With the help of Syncona, the Wellcome Trust's venture arm, Oxford University spinout NightstaRx has $20 million and a plan to develop gene therapies for degenerative eye conditions.
|Retina damaged by choroideremia--Courtesy of the Choroideremia Research Foundation|
Based on the work of Oxford's famed Robert MacLaren, NighstaRx's lead candidate is designed to repair light-detecting cells in patients with choroideremia, an inherited form of progressive blindness that stems from a defect in the CHM gene. In a small Phase I study published in The Lancet this month, the treatment, dubbed AAV.REP1, improved the vision of 6 patients with the incurable disease, using a small virus to carry the correct version of the CHM gene into the retina.

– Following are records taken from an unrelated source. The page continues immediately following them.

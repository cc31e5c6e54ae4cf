//! Sentinel - cache-aware test runner

mod cli;
mod exit_codes;

use std::path::PathBuf;
use std::process::ExitCode;

use clap::Parser;
use tracing_appender::non_blocking::WorkerGuard;
use tracing_subscriber::{fmt, layer::SubscriberExt, util::SubscriberInitExt, EnvFilter, Layer};

use cli::Cli;

const LOG_FILE_PREFIX: &str = "sentinel.log";

fn main() -> anyhow::Result<ExitCode> {
    let cli = Cli::parse();
    // Dropped after the command returns so buffered log lines are flushed
    let _guard = init_tracing(cli.verbose);

    cli.execute()
}

/// Console output filtered by RUST_LOG (warn by default, info with
/// --verbose), plus debug-level JSON lines in a daily file when a log
/// directory is available.
fn init_tracing(verbose: bool) -> Option<WorkerGuard> {
    let console_filter = EnvFilter::try_from_default_env()
        .unwrap_or_else(|_| EnvFilter::new(if verbose { "info" } else { "warn" }));
    let console = fmt::layer()
        .with_target(false)
        .with_writer(std::io::stderr)
        .with_filter(console_filter);

    let (file, guard) = match log_directory() {
        Some(dir) => {
            let appender = tracing_appender::rolling::daily(dir, LOG_FILE_PREFIX);
            let (writer, guard) = tracing_appender::non_blocking(appender);
            let layer = fmt::layer()
                .json()
                .with_writer(writer)
                .with_filter(EnvFilter::new("debug"));
            (Some(layer), Some(guard))
        }
        None => (None, None),
    };

    tracing_subscriber::registry().with(console).with(file).init();
    guard
}

/// `$SENTINEL_LOG_DIR`, or `~/.sentinel/logs`; created if missing
fn log_directory() -> Option<PathBuf> {
    let dir = match std::env::var_os("SENTINEL_LOG_DIR") {
        Some(dir) => PathBuf::from(dir),
        None => dirs::home_dir()?.join(".sentinel").join("logs"),
    };
    std::fs::create_dir_all(&dir).ok()?;
    Some(dir)
}
#[cfg(test)]
mod tests {
    use super::*;

    fn test_mac_key() -> MacKey {
        MacKey::new([0x2B; SECURELINK_MAC_KEY_LENGTH])
    }

    /// Stand-in for the chip side of an exchange: consumes the host request
    /// body and produces the confirmation fields plus the derived key.
    fn chip_answer(
        mac_key: &MacKey,
        request_body: &[u8],
    ) -> (
        [u8; SECURELINK_PUB_KEY_SIZE],
        [u8; SECURELINK_PUB_KEY_MAC_SIZE],
        [u8; SECURELINK_SESSION_KEY_LENGTH],
    ) {
        let mut host_pub = [0u8; SECURELINK_PUB_KEY_SIZE];
        host_pub.copy_from_slice(&request_body[..SECURELINK_PUB_KEY_SIZE]);

        let chip_secret = EphemeralSecret::random_from_rng(OsRng);
        let chip_pub = *PublicKey::from(&chip_secret).as_bytes();

        let mut mac = <HmacSha512 as Mac>::new_from_slice(mac_key.as_bytes()).unwrap();
        mac.update(&chip_pub);
        let mut chip_pub_mac = [0u8; SECURELINK_PUB_KEY_MAC_SIZE];
        chip_pub_mac.copy_from_slice(&mac.finalize().into_bytes());

        let shared = chip_secret.diffie_hellman(&PublicKey::from(host_pub));
        let digest = Sha256::digest(shared.as_bytes());
        let mut session = [0u8; SECURELINK_SESSION_KEY_LENGTH];
        session.copy_from_slice(&digest[..SECURELINK_SESSION_KEY_LENGTH]);

        (chip_pub, chip_pub_mac, session)
    }

    fn negotiated_pair() -> (SecureLink, [u8; SECURELINK_SESSION_KEY_LENGTH]) {
        let mac_key = test_mac_key();
        let mut link = SecureLink::new(SecureLinkMode::TrustedEval, Some(mac_key.clone()));
        let request = link.begin_key_exchange().unwrap();
        let (chip_pub, chip_mac, chip_session) = chip_answer(&mac_key, &request);
        link.complete_key_exchange(&chip_pub, &chip_mac).unwrap();
        (link, chip_session)
    }

    /// Chip-side encrypt: rx lane, explicit counter.
    fn chip_encrypt(
        session: &[u8; SECURELINK_SESSION_KEY_LENGTH],
        counter: u32,
        id: u8,
        info: u8,
        body: &[u8],
    ) -> Vec<u8> {
        let mut link = SecureLink::new(SecureLinkMode::TrustedEval, None);
        link.session = Some(SessionKey(*session));
        link.seal(LANE_RX, counter, id, info, body).unwrap()
    }

    #[test]
    fn exchange_derives_the_same_key_on_both_sides() {
        let (mut link, chip_session) = negotiated_pair();
        assert!(link.session_active());

        let frame = chip_encrypt(&chip_session, 0, CONNECT_IND_ID, STA_INTERFACE, &[9, 8, 7, 6]);
        let (header, body) = link.decrypt_frame(&frame).unwrap();
        assert_eq!(header.id, CONNECT_IND_ID);
        assert_eq!(header.info & MSG_INFO_SECURE_LINK, 0);
        assert_eq!(body, vec![9, 8, 7, 6]);
    }

    #[test]
    fn tampered_chip_key_is_rejected() {
        let mac_key = test_mac_key();
        let mut link = SecureLink::new(SecureLinkMode::TrustedEval, Some(mac_key.clone()));
        let request = link.begin_key_exchange().unwrap();
        let (chip_pub, mut chip_mac, _) = chip_answer(&mac_key, &request);
        chip_mac[10] ^= 0xFF;

        let err = link.complete_key_exchange(&chip_pub, &chip_mac).unwrap_err();
        assert!(matches!(err, SecureLinkError::PublicKeyRejected));
        assert!(!link.session_active());
    }

    #[test]
    fn exchange_is_refused_while_the_link_runs_clear() {
        let mut link = SecureLink::new(SecureLinkMode::NotApplicable, Some(test_mac_key()));
        assert!(matches!(
            link.begin_key_exchange(),
            Err(SecureLinkError::LinkDisabled {
                mode: SecureLinkMode::NotApplicable
            })
        ));
    }

    #[test]
    fn encrypt_without_session_fails_closed() {
        let mut link = SecureLink::new(SecureLinkMode::TrustedEnforced, Some(test_mac_key()));
        let err = link.encrypt_frame(CONNECT_REQ_ID, STA_INTERFACE, &[1, 2, 3]).unwrap_err();
        assert!(matches!(err, SecureLinkError::NoSessionKey));
    }

    #[test]
    fn encrypted_frame_layout_and_overhead() {
        let (mut link, _) = negotiated_pair();
        let frame = link.encrypt_frame(CONNECT_REQ_ID, STA_INTERFACE, &[1, 2, 3, 4]).unwrap();

        assert_eq!(frame.len(), HEADER_SIZE + SECURELINK_OVERHEAD + 4);
        let header = FrameHeader::from_bytes(&frame).unwrap();
        assert_eq!(usize::from(header.length), frame.len());
        assert_eq!(header.id, CONNECT_REQ_ID);
        assert_ne!(header.info & MSG_INFO_SECURE_LINK, 0);

        let counter_word = LittleEndian::read_u32(&frame[4..8]);
        assert_eq!(counter_word >> 30, u32::from(LANE_TX));
        assert_eq!(counter_word & SECURELINK_NONCE_COUNTER_MAX, 0);

        // Ciphertext differs from the plaintext body.
        assert_ne!(&frame[8..12], &[1, 2, 3, 4]);
    }

    #[test]
    fn tx_counter_advances_per_frame() {
        let (mut link, _) = negotiated_pair();
        link.encrypt_frame(CONNECT_REQ_ID, STA_INTERFACE, &[0; 4]).unwrap();
        let frame = link.encrypt_frame(CONNECT_REQ_ID, STA_INTERFACE, &[0; 4]).unwrap();
        let counter_word = LittleEndian::read_u32(&frame[4..8]);
        assert_eq!(counter_word & SECURELINK_NONCE_COUNTER_MAX, 1);
    }

    #[test]
    fn replayed_frame_fails_authentication() {
        let (mut link, chip_session) = negotiated_pair();
        let frame = chip_encrypt(&chip_session, 0, SCAN_RESULT_IND_ID, STA_INTERFACE, &[1, 1]);

        link.decrypt_frame(&frame).unwrap();
        // Local rx counter moved on, so the same bytes no longer verify.
        let err = link.decrypt_frame(&frame).unwrap_err();
        assert!(matches!(err, SecureLinkError::DecryptFailed));
    }

    #[test]
    fn tampered_clear_id_breaks_the_tag() {
        let (mut link, chip_session) = negotiated_pair();
        let mut frame = chip_encrypt(&chip_session, 0, SCAN_RESULT_IND_ID, STA_INTERFACE, &[5; 8]);
        frame[2] = CONNECT_IND_ID;

        let err = link.decrypt_frame(&frame).unwrap_err();
        assert!(matches!(err, SecureLinkError::DecryptFailed));
    }

    #[test]
    fn wrong_lane_is_rejected_before_decryption() {
        let (mut link, chip_session) = negotiated_pair();
        let mut other = SecureLink::new(SecureLinkMode::TrustedEval, None);
        other.session = Some(SessionKey(chip_session));
        let frame = other.seal(LANE_TX, 0, SCAN_RESULT_IND_ID, STA_INTERFACE, &[5; 8]).unwrap();

        let err = link.decrypt_frame(&frame).unwrap_err();
        assert!(matches!(err, SecureLinkError::UnexpectedCounterLane { lane: 2 }));
    }

    #[test]
    fn watermark_raises_renegotiation_flag() {
        let (mut link, _) = negotiated_pair();
        link.nonce.tx = SECURELINK_NONCE_WATERMARK - 1;
        link.encrypt_frame(CONNECT_REQ_ID, STA_INTERFACE, &[0; 2]).unwrap();
        assert!(link.renegotiation_needed());
    }

    #[test]
    fn exhausted_counter_refuses_to_encrypt() {
        let (mut link, _) = negotiated_pair();
        link.nonce.tx = SECURELINK_NONCE_COUNTER_MAX + 1;
        let err = link.encrypt_frame(CONNECT_REQ_ID, STA_INTERFACE, &[0; 2]).unwrap_err();
        assert!(matches!(err, SecureLinkError::CounterOverflow));
    }

    #[test]
    fn default_bitmap_leaves_setup_messages_clear() {
        let bitmap = default_bitmap();
        assert!(!bitmap_contains(&bitmap, SECURELINK_EXCHANGE_PUB_KEYS_REQ_ID));
        assert!(!bitmap_contains(&bitmap, SET_SECURELINK_MAC_KEY_REQ_ID));
        assert!(!bitmap_contains(&bitmap, STARTUP_IND_ID));
        assert!(bitmap_contains(&bitmap, CONNECT_REQ_ID));
        assert!(bitmap_contains(&bitmap, SEND_FRAME_REQ_ID));
    }

    #[test]
    fn bitmap_add_remove_roundtrip() {
        let mut bitmap = [0u8; SECURELINK_ENCRYPTION_BITMAP_SIZE];
        bitmap_add(&mut bitmap, SCAN_RESULT_IND_ID);
        assert!(bitmap_contains(&bitmap, SCAN_RESULT_IND_ID));
        bitmap_remove(&mut bitmap, SCAN_RESULT_IND_ID);
        assert!(!bitmap_contains(&bitmap, SCAN_RESULT_IND_ID));
    }

    #[test]
    fn invalidate_session_drops_the_key() {
        let (mut link, _) = negotiated_pair();
        link.invalidate_session();
        assert!(!link.session_active());
        assert!(!link.requires_encryption(CONNECT_REQ_ID));
    }
}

Now, with Oxford's go-ahead and Wellcome's financial support, NighstaRx is working through a 12-patient Phase I study of AAV.REP1 to better flesh out its benefits, and the company's founders have recruited former Syntaxin CEO Melanie Lee to lead the way. That $20 million is one of the largest investments in an academic spinout, according to Tom Hockaday, who runs Oxford's research commercialization arm, and the combination of MacLaren's work and Lee's experience with at the helm of an emerging biotech spell a bright future for NighstaRx, he said.
And the company is in it for the long haul, Lee said, using its initial funding to map out a plan for clinical development, manufacturing and eventual regulatory applications for AAV.REP1.
"The initial clinical results for choroideremia gene therapy are very promising, and they give us an indication of what this technology can achieve in the future," Lee said in a statement. "The Wellcome Trust and the University of Oxford are two of the worlds' leading biomedical research organizations, and they have worked closely together to support the program."